The KRAS oncogene, which encodes a GTPase signaling protein, is a key driver of tumorigenesis (45). An oncogenic role of KRAS in osteosarcoma has been reported in recent years. Sun et al (46) investigated the differences in gene expression levels between metastatic and nonmetastatic osteosarcoma, and demonstrated that KRAS had the potential to be used as a biomarker for highly metastatic osteosarcoma. Zhang et al (47) reported that KRAS was a target of let-7a that may interfere with the viability, invasiveness and migration of osteosarcoma cells. Additionally, quercetin, a potential anticancer agent, enhanced the cisplatin sensitivity of osteosarcoma by modulating the miR-217-KRAS axis (48). In the present study, pMSCV-KRAS reversed miR-193b-induced cell cycle arrest at G1 phase, indicating that miR-193b inhibited the proliferation of osteosarcoma cells through KRAS.
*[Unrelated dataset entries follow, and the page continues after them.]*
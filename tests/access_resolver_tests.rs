//! 权限解析集成测试

use access_console::{
    error::AppError,
    models::access::{AccessFilter, AccessType, SubjectKind, DIRECT_ASSIGNMENT},
};
use uuid::Uuid;

mod common;
use common::*;

#[tokio::test]
async fn test_effective_access_through_group() {
    let state = create_test_app_state();
    let engineering = seed_group(&state, "Engineering").await;
    let alice = seed_user(&state, "alice", "Smith", "Alice").await;
    let ci = seed_service(&state, "CI").await;
    let console = seed_resource(&state, ci.id, "Deploy Console").await;
    let access =
        seed_group_access(&state, engineering.id, AccessType::Write, "Deploy Write").await;

    state
        .group_service
        .add_membership(engineering.id, alice.id)
        .await
        .unwrap();
    state
        .grant_service
        .save_access(console.id, vec![access.id])
        .await
        .unwrap();

    let result = state.access_service.effective_access(alice.id).await.unwrap();

    assert_eq!(result.len(), 1);
    let line = &result[0];
    assert_eq!(line.resource_name, "Deploy Console");
    assert_eq!(line.service_name, "CI");
    assert_eq!(line.access_type, AccessType::Write);
    assert_eq!(line.permission, "Deploy Write");
    assert_eq!(line.assigned_through, format!("Группа {}", engineering.id));
}

#[tokio::test]
async fn test_direct_grant_is_labelled() {
    let state = create_test_app_state();
    let alice = seed_user(&state, "alice", "Smith", "Alice").await;
    let ci = seed_service(&state, "CI").await;
    let console = seed_resource(&state, ci.id, "Deploy Console").await;
    let access = seed_user_access(&state, alice.id, AccessType::Admin, "Console Admin").await;

    state
        .grant_service
        .save_access(console.id, vec![access.id])
        .await
        .unwrap();

    let result = state.access_service.effective_access(alice.id).await.unwrap();
    assert_eq!(result.len(), 1);
    assert_eq!(result[0].assigned_through, DIRECT_ASSIGNMENT);
    assert_eq!(result[0].access_type, AccessType::Admin);
}

#[tokio::test]
async fn test_effective_access_excludes_foreign_and_unlinked_grants() {
    let state = create_test_app_state();
    let engineering = seed_group(&state, "Engineering").await;
    let finance = seed_group(&state, "Finance").await;
    let alice = seed_user(&state, "alice", "Smith", "Alice").await;
    let bob = seed_user(&state, "bob", "Brown", "Bob").await;
    let ci = seed_service(&state, "CI").await;
    let console = seed_resource(&state, ci.id, "Deploy Console").await;

    let finance_access = seed_group_access(&state, finance.id, AccessType::Read, "Ledger").await;
    let bob_access = seed_user_access(&state, bob.id, AccessType::Read, "Bob Read").await;
    // 存在但未关联到任何资源
    seed_group_access(&state, engineering.id, AccessType::Write, "Dangling").await;

    state
        .group_service
        .add_membership(engineering.id, alice.id)
        .await
        .unwrap();
    state
        .grant_service
        .save_access(console.id, vec![finance_access.id, bob_access.id])
        .await
        .unwrap();

    let result = state.access_service.effective_access(alice.id).await.unwrap();
    assert!(result.is_empty());

    let result = state.access_service.effective_access(bob.id).await.unwrap();
    assert_eq!(result.len(), 1);
    assert_eq!(result[0].permission, "Bob Read");
}

#[tokio::test]
async fn test_effective_access_is_ordered() {
    let state = create_test_app_state();
    let group = seed_group(&state, "Engineering").await;
    let alice = seed_user(&state, "alice", "Smith", "Alice").await;
    let ci = seed_service(&state, "CI").await;
    let wiki = seed_service(&state, "Wiki").await;
    let pages = seed_resource(&state, wiki.id, "Pages").await;
    let builds = seed_resource(&state, ci.id, "Builds").await;

    let write = seed_group_access(&state, group.id, AccessType::Write, "Write").await;
    let read = seed_user_access(&state, alice.id, AccessType::Read, "Read").await;

    state
        .group_service
        .add_membership(group.id, alice.id)
        .await
        .unwrap();
    state
        .grant_service
        .save_access(pages.id, vec![write.id, read.id])
        .await
        .unwrap();
    state
        .grant_service
        .save_access(builds.id, vec![write.id])
        .await
        .unwrap();

    let result = state.access_service.effective_access(alice.id).await.unwrap();
    let lines: Vec<(&str, &str)> = result
        .iter()
        .map(|l| (l.resource_name.as_str(), l.permission.as_str()))
        .collect();

    assert_eq!(
        lines,
        vec![("Builds", "Write"), ("Pages", "Read"), ("Pages", "Write")]
    );
}

#[tokio::test]
async fn test_effective_access_unknown_user() {
    let state = create_test_app_state();
    let missing = Uuid::new_v4();

    let result = state.access_service.effective_access(missing).await;
    assert!(matches!(result, Err(AppError::NotFound { id, .. }) if id == missing));
}

#[tokio::test]
async fn test_nested_groups_are_not_expanded_by_default() {
    let state = create_test_app_state();
    let parent = seed_group(&state, "Engineering").await;
    let child = seed_group(&state, "Backend").await;
    let alice = seed_user(&state, "alice", "Smith", "Alice").await;
    let ci = seed_service(&state, "CI").await;
    let console = seed_resource(&state, ci.id, "Deploy Console").await;
    let access = seed_group_access(&state, parent.id, AccessType::Write, "Deploy Write").await;

    state.group_service.add_group_relation(parent.id, child.id).await.unwrap();
    state.group_service.add_membership(child.id, alice.id).await.unwrap();
    state
        .grant_service
        .save_access(console.id, vec![access.id])
        .await
        .unwrap();

    let result = state.access_service.effective_access(alice.id).await.unwrap();
    assert!(result.is_empty());
}

#[tokio::test]
async fn test_transitive_expansion_includes_ancestor_grants() {
    let state = create_test_app_state_with(transitive_config());
    let root = seed_group(&state, "Company").await;
    let parent = seed_group(&state, "Engineering").await;
    let child = seed_group(&state, "Backend").await;
    let alice = seed_user(&state, "alice", "Smith", "Alice").await;
    let ci = seed_service(&state, "CI").await;
    let console = seed_resource(&state, ci.id, "Deploy Console").await;
    let access = seed_group_access(&state, root.id, AccessType::Read, "Company Read").await;

    state.group_service.add_group_relation(root.id, parent.id).await.unwrap();
    state.group_service.add_group_relation(parent.id, child.id).await.unwrap();
    state.group_service.add_membership(child.id, alice.id).await.unwrap();
    state
        .grant_service
        .save_access(console.id, vec![access.id])
        .await
        .unwrap();

    let result = state.access_service.effective_access(alice.id).await.unwrap();
    assert_eq!(result.len(), 1);
    assert_eq!(result[0].assigned_through, format!("Группа {}", root.id));
}

// ==================== Resource and service views ====================

#[tokio::test]
async fn test_access_for_resource() {
    let state = create_test_app_state();
    let group = seed_group(&state, "Engineering").await;
    let ci = seed_service(&state, "CI").await;
    let console = seed_resource(&state, ci.id, "Deploy Console").await;
    let other = seed_resource(&state, ci.id, "Artifacts").await;
    let write = seed_group_access(&state, group.id, AccessType::Write, "Deploy Write").await;
    let read = seed_group_access(&state, group.id, AccessType::Read, "Deploy Read").await;

    state
        .grant_service
        .save_access(console.id, vec![write.id, read.id])
        .await
        .unwrap();

    let linked = state.access_service.access_for_resource(console.id).await.unwrap();
    let names: Vec<&str> = linked.iter().map(|a| a.name.as_str()).collect();
    assert_eq!(names, vec!["Deploy Read", "Deploy Write"]);

    assert!(state
        .access_service
        .access_for_resource(other.id)
        .await
        .unwrap()
        .is_empty());

    assert!(matches!(
        state.access_service.access_for_resource(Uuid::new_v4()).await,
        Err(AppError::NotFound { .. })
    ));
}

#[tokio::test]
async fn test_service_access_groups_by_resource() {
    let state = create_test_app_state();
    let group = seed_group(&state, "Engineering").await;
    let ci = seed_service(&state, "CI").await;
    let console = seed_resource(&state, ci.id, "Deploy Console").await;
    seed_resource(&state, ci.id, "Artifacts").await;
    let write = seed_group_access(&state, group.id, AccessType::Write, "Deploy Write").await;

    state
        .grant_service
        .save_access(console.id, vec![write.id])
        .await
        .unwrap();

    let grants = state.access_service.service_access(ci.id).await.unwrap();
    assert_eq!(grants.len(), 2);
    assert_eq!(grants[0].resource.name, "Artifacts");
    assert!(grants[0].access.is_empty());
    assert_eq!(grants[1].resource.name, "Deploy Console");
    assert_eq!(grants[1].access[0].id, write.id);

    assert!(matches!(
        state.access_service.service_access(Uuid::new_v4()).await,
        Err(AppError::NotFound { .. })
    ));
}

// ==================== Access browser ====================

#[tokio::test]
async fn test_access_list_filters() {
    let state = create_test_app_state();
    let group = seed_group(&state, "Engineering").await;

    let mut req = access_request(SubjectKind::Group, group.id, AccessType::Read, "Group Read");
    req.category = Some("Группы".to_string());
    seed_access(&state, req).await;

    let mut req = access_request(SubjectKind::Group, group.id, AccessType::Admin, "Ops Role");
    req.category = Some("Роль".to_string());
    seed_access(&state, req).await;

    seed_group_access(&state, group.id, AccessType::Write, "Plain Write").await;

    let service = &state.access_service;

    let all = service.access_list(AccessFilter::default()).await.unwrap();
    assert_eq!(all.len(), 3);

    let groups = service
        .access_list(AccessFilter {
            filter_type: Some("groups".to_string()),
            ..Default::default()
        })
        .await
        .unwrap();
    assert_eq!(groups.len(), 1);
    assert_eq!(groups[0].name, "Group Read");

    let roles = service
        .access_list(AccessFilter {
            filter_type: Some("roles".to_string()),
            ..Default::default()
        })
        .await
        .unwrap();
    assert_eq!(roles[0].name, "Ops Role");

    let by_type = service
        .access_list(AccessFilter {
            search: Some("write".to_string()),
            ..Default::default()
        })
        .await
        .unwrap();
    assert_eq!(by_type.len(), 1);
    assert_eq!(by_type[0].name, "Plain Write");

    let limited = service
        .access_list(AccessFilter {
            limit: Some(2),
            ..Default::default()
        })
        .await
        .unwrap();
    assert_eq!(limited.len(), 2);

    // 非正数的 limit 视为不限制
    let unlimited = service
        .access_list(AccessFilter {
            limit: Some(0),
            ..Default::default()
        })
        .await
        .unwrap();
    assert_eq!(unlimited.len(), 3);
}

#[tokio::test]
async fn test_search_access_is_capped() {
    let state = create_test_app_state();
    let group = seed_group(&state, "Engineering").await;

    for i in 0..15 {
        seed_group_access(&state, group.id, AccessType::Read, &format!("Deploy {:02}", i)).await;
    }
    seed_group_access(&state, group.id, AccessType::Read, "Other").await;

    let found = state
        .access_service
        .search_access(Some("deploy".to_string()))
        .await
        .unwrap();
    assert_eq!(found.len(), 10);
    assert_eq!(found[0].name, "Deploy 00");

    let blank = state
        .access_service
        .search_access(Some("   ".to_string()))
        .await
        .unwrap();
    assert_eq!(blank.len(), 10);
}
Although a substantial number of publications have discussed the roles of miRNAs and their targets in human cancer, only a small number of them concern the upstream molecules that regulate miRNAs. MYC, which is a key basic helix-loop-helix leucine zipper transcription factor, acts as an important regulator of several cellular processes (49–51). Moreover, MYC has been recognized as an oncogene that is overexpressed in several types of human cancer (52,53), including osteosarcoma (54). In recent years, increasing evidence has indicated that there is a mutual regulatory effect between miRNAs and MYC. This study investigated the involvement of MYC in the miRNA-regulated malignant behaviors of osteosarcoma cells. In contrast to miR-193b, highly metastatic F5M2 cells had a higher expression level of MYC than F4 cells with low metastatic potential. Furthermore, the downregulation of MYC in F5M2 cells significantly enhanced the expression of miR-193b and subsequently reduced the expression of KRAS. Conversely, the upregulation of MYC in F4 cells revealed opposite results. Taken together, these findings indicated that MYC may act as an upstream negative regulator of miR-193b. To test this hypothesis, several online databases were searched and it was revealed that a potential binding site for MYC is present in the promoter region of miR-193b. The direct binding of MYC to the miR-193b promoter region was validated using a ChIP-qPCR assay and luciferase reporter assay. Considering the recently published data regarding the mutual regulatory effects between MYC and miRNAs, this study aimed to assess whether the expression of MYC was subjected to regulation by miR-193b. Overexpression of miR-193b induced a reduction in MYC expression, whereas downregulation of miR-193b caused an increase in MYC expression. The negative regulation of MYC by miR-193b was also supported by in vivo studies, which revealed that MYC expression was relatively lower in tumor tissues from nude mice injected with miR-193b-upregulated F5M2 cells compared with the control group. To determine whether miR-193b regulated MYC through directly targeting the MYC 3′-UTR, various target gene prediction websites were explored. However, no direct binding site for miR-193b was identified. Since one miRNA can have a great number of targets, it may be hypothesized that miR-193b influences the expression of MYC indirectly through targeting other MYC-regulatory proteins or miRNAs.

In conclusion, the evidence from this study indicated that MYC and miR-193b exhibited mutual negative interactions with each other. Such a mutual interaction could lead to sustained MYC activation, miR-193b downregulation, STMN1 and KRAS upregulation, and may eventually promote development and metastasis of osteosarcoma.